Repeat precisely the span of lines below that opens with the line containing "pub(crate) fn clear_staging(&mut" and closes with the line containing "cell.set_count(3_000_000_000);", both included.

===== SUPPLIED MATERIAL =====

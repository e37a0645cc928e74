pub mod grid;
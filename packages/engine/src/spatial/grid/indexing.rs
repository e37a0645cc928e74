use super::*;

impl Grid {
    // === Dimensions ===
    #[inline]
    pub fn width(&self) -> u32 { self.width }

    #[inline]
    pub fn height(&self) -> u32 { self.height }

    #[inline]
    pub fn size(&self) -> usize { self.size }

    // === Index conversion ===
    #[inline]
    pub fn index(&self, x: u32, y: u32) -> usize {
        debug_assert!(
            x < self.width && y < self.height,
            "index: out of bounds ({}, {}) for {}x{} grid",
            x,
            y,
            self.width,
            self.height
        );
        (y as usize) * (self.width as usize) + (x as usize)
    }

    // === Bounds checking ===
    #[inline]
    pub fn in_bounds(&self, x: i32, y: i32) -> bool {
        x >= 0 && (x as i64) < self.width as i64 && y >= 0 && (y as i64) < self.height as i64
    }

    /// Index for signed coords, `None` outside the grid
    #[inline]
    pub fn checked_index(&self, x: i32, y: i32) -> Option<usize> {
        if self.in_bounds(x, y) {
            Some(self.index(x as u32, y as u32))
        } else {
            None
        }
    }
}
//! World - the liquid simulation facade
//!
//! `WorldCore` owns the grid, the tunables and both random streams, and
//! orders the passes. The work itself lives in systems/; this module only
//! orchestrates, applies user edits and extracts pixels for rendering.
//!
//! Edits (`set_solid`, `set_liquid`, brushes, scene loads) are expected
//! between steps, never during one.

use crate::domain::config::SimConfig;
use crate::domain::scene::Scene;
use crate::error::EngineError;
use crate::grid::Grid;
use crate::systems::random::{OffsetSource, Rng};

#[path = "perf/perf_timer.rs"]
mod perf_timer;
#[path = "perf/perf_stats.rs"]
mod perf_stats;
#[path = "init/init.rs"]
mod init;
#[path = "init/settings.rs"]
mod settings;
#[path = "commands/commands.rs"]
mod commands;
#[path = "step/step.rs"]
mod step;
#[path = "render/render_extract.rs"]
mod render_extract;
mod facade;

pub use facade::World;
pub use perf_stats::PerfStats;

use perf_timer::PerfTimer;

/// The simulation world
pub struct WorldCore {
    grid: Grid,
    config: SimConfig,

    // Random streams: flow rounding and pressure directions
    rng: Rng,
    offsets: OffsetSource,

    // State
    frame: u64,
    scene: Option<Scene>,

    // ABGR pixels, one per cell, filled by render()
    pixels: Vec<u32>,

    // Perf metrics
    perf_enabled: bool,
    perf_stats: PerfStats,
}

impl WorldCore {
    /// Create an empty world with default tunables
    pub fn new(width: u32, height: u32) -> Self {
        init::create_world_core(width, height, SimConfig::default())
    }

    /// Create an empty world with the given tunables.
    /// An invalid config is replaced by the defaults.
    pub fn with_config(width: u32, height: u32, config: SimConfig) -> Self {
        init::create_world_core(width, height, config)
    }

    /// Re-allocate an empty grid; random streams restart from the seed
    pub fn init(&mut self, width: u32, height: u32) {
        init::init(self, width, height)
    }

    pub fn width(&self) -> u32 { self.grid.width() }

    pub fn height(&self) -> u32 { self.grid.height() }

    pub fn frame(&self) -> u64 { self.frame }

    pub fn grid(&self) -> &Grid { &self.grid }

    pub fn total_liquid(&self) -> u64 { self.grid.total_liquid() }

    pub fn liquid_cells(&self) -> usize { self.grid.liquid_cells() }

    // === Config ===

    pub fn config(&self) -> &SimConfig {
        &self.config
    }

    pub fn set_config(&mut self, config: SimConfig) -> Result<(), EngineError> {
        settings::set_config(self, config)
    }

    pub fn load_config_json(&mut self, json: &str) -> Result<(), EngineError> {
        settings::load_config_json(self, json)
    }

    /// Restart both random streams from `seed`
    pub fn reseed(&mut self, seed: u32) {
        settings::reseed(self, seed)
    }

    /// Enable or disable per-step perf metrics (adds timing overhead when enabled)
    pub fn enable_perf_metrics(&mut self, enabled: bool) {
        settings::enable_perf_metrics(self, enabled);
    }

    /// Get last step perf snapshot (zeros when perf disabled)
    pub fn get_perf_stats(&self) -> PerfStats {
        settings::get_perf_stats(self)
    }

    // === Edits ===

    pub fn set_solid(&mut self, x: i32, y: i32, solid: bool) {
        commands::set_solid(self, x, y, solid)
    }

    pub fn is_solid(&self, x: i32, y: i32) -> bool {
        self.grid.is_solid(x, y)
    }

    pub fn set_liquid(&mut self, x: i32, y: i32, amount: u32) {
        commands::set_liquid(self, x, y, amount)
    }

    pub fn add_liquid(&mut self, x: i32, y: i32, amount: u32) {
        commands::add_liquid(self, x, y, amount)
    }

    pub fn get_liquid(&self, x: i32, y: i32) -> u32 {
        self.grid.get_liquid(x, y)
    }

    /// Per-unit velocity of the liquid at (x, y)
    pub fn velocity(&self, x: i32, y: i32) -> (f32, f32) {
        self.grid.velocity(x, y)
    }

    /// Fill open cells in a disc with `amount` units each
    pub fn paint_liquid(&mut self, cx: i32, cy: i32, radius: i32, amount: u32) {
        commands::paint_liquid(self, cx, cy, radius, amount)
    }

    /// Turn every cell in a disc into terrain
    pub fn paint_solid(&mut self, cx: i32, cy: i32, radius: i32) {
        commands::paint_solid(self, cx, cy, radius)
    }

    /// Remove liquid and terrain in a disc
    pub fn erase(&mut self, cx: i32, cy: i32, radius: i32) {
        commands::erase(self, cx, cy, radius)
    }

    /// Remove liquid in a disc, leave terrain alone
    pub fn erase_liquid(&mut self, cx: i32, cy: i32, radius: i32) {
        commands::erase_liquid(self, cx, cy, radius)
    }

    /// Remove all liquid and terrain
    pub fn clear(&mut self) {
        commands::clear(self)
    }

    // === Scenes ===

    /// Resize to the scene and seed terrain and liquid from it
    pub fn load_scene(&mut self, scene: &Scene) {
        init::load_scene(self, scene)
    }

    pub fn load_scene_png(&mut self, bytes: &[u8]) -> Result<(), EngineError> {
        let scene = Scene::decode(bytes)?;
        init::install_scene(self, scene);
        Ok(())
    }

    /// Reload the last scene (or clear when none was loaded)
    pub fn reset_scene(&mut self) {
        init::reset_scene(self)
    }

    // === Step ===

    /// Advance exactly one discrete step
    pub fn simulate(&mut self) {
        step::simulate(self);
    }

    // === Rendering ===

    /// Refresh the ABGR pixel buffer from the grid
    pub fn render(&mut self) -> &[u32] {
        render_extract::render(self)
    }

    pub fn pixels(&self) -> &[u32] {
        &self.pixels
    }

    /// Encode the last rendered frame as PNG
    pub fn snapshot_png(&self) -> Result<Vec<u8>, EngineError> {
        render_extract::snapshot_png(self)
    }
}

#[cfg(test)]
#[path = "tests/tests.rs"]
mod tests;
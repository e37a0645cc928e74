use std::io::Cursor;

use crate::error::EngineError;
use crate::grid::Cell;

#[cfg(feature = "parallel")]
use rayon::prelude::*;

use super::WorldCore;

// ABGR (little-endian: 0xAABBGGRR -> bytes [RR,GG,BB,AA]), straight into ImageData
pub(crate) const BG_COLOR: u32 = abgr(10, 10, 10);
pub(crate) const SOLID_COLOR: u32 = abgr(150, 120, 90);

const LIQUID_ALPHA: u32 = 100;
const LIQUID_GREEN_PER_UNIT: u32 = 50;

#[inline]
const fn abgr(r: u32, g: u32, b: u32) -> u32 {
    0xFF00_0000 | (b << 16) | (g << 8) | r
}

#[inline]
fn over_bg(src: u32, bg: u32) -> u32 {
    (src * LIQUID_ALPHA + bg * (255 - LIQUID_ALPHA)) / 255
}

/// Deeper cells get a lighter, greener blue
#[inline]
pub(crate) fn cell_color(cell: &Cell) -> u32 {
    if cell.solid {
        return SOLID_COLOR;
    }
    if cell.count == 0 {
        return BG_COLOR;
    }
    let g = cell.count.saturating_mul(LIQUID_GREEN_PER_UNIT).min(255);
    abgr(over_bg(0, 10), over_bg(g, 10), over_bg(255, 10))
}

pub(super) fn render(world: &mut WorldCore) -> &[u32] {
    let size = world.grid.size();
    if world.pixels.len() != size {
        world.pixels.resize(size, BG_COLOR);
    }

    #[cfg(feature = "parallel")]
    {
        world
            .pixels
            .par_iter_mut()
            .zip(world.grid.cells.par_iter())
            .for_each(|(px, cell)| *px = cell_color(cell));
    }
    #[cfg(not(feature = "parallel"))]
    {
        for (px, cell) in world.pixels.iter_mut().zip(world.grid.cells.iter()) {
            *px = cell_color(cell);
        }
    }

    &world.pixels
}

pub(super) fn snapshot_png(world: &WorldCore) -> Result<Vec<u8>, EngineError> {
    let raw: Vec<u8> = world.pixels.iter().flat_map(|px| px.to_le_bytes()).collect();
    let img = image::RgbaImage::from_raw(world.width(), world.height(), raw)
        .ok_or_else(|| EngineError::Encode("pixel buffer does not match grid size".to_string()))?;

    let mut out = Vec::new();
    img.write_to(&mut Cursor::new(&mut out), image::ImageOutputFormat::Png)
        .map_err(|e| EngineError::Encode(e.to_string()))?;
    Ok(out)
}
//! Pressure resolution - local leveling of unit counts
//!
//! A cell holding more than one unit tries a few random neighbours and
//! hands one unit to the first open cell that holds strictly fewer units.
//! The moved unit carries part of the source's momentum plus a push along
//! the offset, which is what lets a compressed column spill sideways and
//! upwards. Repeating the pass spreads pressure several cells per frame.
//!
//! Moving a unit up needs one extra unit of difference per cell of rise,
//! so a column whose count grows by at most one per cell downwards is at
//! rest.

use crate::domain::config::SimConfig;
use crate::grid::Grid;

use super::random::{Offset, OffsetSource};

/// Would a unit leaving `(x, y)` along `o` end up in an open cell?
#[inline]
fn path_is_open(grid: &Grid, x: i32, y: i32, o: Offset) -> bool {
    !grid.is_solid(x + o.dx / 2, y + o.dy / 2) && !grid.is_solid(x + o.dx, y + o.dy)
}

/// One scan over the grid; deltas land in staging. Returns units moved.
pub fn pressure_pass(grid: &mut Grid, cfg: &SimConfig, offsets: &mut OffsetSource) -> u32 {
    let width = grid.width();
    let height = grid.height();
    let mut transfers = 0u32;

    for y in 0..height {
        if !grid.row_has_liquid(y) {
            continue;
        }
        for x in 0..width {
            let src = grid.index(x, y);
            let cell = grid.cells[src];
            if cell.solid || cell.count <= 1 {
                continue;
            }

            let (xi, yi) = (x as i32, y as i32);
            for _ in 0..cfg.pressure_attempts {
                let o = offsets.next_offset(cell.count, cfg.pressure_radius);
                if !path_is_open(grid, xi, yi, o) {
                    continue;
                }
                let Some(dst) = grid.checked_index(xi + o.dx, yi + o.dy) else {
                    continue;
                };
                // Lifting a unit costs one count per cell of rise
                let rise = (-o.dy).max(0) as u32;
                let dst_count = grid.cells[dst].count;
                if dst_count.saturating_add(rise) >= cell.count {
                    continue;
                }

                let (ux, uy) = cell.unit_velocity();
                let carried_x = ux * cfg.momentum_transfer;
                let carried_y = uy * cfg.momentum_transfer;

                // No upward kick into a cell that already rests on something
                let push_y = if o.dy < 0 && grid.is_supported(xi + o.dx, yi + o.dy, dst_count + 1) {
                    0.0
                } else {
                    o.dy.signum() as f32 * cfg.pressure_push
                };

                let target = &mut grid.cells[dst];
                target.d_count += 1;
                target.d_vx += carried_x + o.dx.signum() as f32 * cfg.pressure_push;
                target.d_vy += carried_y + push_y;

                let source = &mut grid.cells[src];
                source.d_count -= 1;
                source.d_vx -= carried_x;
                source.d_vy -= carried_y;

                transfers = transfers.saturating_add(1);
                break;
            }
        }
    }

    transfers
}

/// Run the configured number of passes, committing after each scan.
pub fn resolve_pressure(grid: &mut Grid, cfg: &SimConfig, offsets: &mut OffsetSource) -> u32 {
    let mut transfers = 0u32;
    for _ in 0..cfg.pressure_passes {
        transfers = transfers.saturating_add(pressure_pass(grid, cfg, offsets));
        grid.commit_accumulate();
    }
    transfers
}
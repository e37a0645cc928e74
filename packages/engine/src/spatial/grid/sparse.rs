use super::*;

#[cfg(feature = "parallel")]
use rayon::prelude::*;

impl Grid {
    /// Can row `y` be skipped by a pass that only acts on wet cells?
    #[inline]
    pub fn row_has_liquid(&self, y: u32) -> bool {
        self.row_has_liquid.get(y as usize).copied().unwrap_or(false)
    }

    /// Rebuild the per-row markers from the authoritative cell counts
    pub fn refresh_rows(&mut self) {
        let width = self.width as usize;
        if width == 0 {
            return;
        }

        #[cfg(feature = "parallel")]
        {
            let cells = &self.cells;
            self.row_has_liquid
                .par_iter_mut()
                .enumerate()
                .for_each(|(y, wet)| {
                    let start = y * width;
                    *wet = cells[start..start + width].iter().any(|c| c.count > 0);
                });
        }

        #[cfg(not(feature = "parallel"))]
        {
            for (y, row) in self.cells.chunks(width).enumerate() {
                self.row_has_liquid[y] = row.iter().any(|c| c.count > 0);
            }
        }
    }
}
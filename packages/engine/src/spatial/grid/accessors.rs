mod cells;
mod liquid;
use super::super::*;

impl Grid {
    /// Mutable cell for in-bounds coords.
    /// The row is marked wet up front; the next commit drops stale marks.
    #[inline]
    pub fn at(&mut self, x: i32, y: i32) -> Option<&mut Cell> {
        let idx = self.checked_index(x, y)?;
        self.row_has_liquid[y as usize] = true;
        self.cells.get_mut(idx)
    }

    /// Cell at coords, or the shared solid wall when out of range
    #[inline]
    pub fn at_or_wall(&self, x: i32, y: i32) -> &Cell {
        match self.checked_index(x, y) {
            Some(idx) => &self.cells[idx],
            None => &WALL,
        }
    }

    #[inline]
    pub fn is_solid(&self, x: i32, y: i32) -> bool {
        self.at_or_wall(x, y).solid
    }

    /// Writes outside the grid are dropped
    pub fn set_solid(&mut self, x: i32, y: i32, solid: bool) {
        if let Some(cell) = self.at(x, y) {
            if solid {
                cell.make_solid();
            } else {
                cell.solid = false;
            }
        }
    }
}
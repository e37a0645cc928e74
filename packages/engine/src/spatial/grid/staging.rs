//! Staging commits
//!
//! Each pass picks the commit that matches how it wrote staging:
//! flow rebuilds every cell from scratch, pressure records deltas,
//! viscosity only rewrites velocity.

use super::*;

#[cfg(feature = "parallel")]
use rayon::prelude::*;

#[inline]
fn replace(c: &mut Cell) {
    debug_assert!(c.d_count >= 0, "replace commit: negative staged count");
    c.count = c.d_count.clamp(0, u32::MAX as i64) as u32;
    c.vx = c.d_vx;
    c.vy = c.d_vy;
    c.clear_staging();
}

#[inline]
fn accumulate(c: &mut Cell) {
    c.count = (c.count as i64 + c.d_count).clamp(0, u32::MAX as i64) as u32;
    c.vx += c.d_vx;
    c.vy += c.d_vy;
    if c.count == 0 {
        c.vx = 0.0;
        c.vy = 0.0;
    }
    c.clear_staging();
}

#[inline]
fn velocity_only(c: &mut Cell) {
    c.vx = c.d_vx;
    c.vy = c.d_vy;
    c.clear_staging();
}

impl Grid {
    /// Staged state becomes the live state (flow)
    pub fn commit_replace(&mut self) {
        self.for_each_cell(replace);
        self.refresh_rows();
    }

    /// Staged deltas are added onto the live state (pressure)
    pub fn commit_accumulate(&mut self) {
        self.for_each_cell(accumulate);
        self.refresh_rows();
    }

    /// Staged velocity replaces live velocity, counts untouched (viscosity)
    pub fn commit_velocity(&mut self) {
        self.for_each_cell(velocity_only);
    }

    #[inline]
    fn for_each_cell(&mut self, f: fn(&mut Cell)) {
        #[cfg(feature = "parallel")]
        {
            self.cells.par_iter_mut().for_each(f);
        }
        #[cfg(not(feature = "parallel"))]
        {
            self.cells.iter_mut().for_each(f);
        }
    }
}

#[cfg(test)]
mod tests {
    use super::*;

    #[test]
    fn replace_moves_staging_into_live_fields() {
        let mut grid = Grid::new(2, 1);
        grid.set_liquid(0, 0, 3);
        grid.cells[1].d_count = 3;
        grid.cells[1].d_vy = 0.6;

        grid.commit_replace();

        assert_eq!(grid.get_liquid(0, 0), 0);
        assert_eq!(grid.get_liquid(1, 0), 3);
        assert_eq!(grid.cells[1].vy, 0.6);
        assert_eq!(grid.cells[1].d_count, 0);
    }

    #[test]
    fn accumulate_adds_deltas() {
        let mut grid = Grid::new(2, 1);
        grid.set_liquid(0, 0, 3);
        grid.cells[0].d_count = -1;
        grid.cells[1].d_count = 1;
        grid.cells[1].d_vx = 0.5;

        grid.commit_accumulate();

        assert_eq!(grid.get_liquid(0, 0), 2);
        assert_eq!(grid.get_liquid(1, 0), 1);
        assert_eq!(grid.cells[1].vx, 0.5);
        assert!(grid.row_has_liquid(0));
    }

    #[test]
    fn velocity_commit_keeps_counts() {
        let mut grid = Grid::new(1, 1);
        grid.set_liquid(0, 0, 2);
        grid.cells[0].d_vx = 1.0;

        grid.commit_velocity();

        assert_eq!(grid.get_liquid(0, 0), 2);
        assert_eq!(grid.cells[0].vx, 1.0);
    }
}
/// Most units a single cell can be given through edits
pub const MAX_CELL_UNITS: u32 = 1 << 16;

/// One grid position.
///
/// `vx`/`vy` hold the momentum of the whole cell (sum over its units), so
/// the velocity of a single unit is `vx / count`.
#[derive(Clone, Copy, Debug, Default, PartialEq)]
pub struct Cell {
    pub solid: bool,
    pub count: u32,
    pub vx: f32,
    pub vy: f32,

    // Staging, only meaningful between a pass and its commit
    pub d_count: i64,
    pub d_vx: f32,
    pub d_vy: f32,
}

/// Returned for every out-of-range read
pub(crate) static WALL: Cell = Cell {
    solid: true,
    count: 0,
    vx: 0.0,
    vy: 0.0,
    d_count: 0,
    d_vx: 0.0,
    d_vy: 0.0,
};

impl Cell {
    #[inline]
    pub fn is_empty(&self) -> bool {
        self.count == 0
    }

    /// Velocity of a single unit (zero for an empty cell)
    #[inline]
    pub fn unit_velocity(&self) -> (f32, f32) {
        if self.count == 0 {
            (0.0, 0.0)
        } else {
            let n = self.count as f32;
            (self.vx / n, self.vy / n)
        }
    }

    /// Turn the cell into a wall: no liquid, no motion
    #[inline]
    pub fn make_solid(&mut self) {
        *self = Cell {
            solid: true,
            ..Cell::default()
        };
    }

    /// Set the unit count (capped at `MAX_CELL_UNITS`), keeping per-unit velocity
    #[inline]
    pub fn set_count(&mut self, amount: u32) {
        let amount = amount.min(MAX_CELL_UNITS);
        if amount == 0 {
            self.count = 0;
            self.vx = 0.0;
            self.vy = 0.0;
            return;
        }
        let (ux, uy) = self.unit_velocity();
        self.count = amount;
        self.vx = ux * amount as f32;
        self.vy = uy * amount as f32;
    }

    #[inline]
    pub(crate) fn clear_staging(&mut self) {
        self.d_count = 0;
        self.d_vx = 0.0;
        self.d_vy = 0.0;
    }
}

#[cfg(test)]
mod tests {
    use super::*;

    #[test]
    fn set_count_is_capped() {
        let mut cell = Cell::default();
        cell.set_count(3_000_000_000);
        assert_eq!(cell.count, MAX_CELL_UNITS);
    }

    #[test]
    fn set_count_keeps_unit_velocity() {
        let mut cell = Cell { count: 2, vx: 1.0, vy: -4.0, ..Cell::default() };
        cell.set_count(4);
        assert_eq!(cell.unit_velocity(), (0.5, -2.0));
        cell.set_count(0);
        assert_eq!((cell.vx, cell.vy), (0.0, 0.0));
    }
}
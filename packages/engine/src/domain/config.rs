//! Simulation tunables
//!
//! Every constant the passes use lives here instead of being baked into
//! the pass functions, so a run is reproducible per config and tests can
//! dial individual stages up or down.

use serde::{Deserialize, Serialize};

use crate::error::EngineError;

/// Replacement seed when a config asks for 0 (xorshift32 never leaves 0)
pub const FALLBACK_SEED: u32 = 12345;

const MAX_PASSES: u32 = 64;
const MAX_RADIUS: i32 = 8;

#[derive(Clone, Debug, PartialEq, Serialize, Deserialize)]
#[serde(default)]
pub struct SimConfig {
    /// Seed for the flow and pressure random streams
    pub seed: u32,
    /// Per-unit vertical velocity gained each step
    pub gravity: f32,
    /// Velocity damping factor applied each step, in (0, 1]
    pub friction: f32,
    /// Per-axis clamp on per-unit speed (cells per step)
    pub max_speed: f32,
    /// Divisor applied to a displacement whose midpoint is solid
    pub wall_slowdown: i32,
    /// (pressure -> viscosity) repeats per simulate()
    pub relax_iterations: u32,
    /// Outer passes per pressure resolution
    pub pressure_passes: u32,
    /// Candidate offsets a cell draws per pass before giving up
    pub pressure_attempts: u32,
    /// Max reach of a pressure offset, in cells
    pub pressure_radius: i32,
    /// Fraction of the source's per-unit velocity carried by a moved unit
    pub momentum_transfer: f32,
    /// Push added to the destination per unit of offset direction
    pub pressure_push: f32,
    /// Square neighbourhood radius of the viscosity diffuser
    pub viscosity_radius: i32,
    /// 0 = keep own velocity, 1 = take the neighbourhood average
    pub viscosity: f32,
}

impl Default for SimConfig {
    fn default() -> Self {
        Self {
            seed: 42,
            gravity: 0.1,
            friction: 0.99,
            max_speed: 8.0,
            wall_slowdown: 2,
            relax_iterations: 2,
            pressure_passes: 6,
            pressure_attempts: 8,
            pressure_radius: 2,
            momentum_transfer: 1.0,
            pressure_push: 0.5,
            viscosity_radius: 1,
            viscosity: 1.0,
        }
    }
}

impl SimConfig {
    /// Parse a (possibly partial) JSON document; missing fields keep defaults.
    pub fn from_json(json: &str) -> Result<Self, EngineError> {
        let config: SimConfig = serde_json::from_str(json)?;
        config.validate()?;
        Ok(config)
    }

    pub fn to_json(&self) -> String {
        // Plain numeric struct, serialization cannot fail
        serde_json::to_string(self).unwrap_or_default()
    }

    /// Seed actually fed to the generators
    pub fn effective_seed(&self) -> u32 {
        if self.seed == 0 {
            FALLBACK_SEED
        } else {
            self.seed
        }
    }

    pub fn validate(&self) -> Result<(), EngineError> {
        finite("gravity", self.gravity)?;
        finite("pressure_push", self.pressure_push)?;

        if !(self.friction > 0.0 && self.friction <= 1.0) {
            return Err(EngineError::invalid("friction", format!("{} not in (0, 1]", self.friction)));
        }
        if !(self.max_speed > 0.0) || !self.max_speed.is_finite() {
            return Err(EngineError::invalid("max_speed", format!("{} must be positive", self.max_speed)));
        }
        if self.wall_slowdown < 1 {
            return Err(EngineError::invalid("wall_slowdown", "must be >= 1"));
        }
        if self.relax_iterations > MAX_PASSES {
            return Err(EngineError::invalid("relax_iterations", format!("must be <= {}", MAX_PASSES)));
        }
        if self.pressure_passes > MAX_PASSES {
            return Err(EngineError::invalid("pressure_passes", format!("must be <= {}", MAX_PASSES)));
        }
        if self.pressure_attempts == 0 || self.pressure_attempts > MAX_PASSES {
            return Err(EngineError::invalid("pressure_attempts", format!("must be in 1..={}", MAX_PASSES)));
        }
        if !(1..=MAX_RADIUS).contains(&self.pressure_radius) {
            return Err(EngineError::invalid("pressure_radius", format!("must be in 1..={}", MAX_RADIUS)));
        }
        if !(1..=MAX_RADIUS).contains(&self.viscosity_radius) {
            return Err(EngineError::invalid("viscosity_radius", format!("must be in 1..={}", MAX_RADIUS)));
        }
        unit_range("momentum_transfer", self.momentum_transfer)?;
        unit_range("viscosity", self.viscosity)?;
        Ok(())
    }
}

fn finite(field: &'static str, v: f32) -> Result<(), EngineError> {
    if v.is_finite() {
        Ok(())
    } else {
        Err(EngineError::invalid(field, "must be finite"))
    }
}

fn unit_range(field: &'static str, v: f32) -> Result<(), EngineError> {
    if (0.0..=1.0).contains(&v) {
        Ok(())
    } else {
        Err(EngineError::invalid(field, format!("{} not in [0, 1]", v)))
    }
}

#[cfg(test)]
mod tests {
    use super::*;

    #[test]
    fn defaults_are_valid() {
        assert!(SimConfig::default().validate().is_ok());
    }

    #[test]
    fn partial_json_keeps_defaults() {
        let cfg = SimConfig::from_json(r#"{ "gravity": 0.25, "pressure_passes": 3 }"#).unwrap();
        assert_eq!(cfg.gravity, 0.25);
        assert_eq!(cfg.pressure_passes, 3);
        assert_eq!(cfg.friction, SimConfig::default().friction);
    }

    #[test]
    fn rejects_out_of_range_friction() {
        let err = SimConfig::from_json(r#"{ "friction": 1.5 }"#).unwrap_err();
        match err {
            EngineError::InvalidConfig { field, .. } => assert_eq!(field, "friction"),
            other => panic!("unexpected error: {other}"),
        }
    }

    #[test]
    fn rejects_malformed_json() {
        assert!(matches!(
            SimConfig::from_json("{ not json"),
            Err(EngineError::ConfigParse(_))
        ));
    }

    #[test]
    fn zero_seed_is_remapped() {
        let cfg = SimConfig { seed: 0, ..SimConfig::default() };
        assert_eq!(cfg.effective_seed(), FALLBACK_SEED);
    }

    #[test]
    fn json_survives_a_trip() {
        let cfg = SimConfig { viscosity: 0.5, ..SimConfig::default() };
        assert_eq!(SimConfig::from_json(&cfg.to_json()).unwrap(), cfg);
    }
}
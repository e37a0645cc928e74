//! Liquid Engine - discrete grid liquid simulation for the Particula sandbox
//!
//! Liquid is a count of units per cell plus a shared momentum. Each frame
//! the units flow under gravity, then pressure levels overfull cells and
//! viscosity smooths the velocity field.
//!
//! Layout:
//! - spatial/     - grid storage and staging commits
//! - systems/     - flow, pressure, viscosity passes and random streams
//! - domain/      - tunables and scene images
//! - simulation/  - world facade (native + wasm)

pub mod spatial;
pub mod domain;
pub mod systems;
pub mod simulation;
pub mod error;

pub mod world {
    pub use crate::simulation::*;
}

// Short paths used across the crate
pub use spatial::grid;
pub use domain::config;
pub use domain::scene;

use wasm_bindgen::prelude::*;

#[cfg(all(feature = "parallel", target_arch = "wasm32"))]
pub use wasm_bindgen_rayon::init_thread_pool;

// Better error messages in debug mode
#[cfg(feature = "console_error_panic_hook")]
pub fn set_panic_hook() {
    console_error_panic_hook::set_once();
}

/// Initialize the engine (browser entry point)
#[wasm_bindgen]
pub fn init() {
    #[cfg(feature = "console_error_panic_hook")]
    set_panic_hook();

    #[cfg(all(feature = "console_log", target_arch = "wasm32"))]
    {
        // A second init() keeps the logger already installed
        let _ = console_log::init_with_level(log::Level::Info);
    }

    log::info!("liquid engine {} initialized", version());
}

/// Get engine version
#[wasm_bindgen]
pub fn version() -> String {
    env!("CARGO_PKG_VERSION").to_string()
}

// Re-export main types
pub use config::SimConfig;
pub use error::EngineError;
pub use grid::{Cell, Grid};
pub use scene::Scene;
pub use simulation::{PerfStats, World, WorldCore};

=====

• WRITTEN RESPONSE:
    pub(crate) fn clear_staging(&mut self) {
        self.d_count = 0;
        self.d_vx = 0.0;
        self.d_vy = 0.0;
    }
}

#[cfg(test)]
mod tests {
    use super::*;

    #[test]
    fn set_count_is_capped() {
        let mut cell = Cell::default();
        cell.set_count(3_000_000_000);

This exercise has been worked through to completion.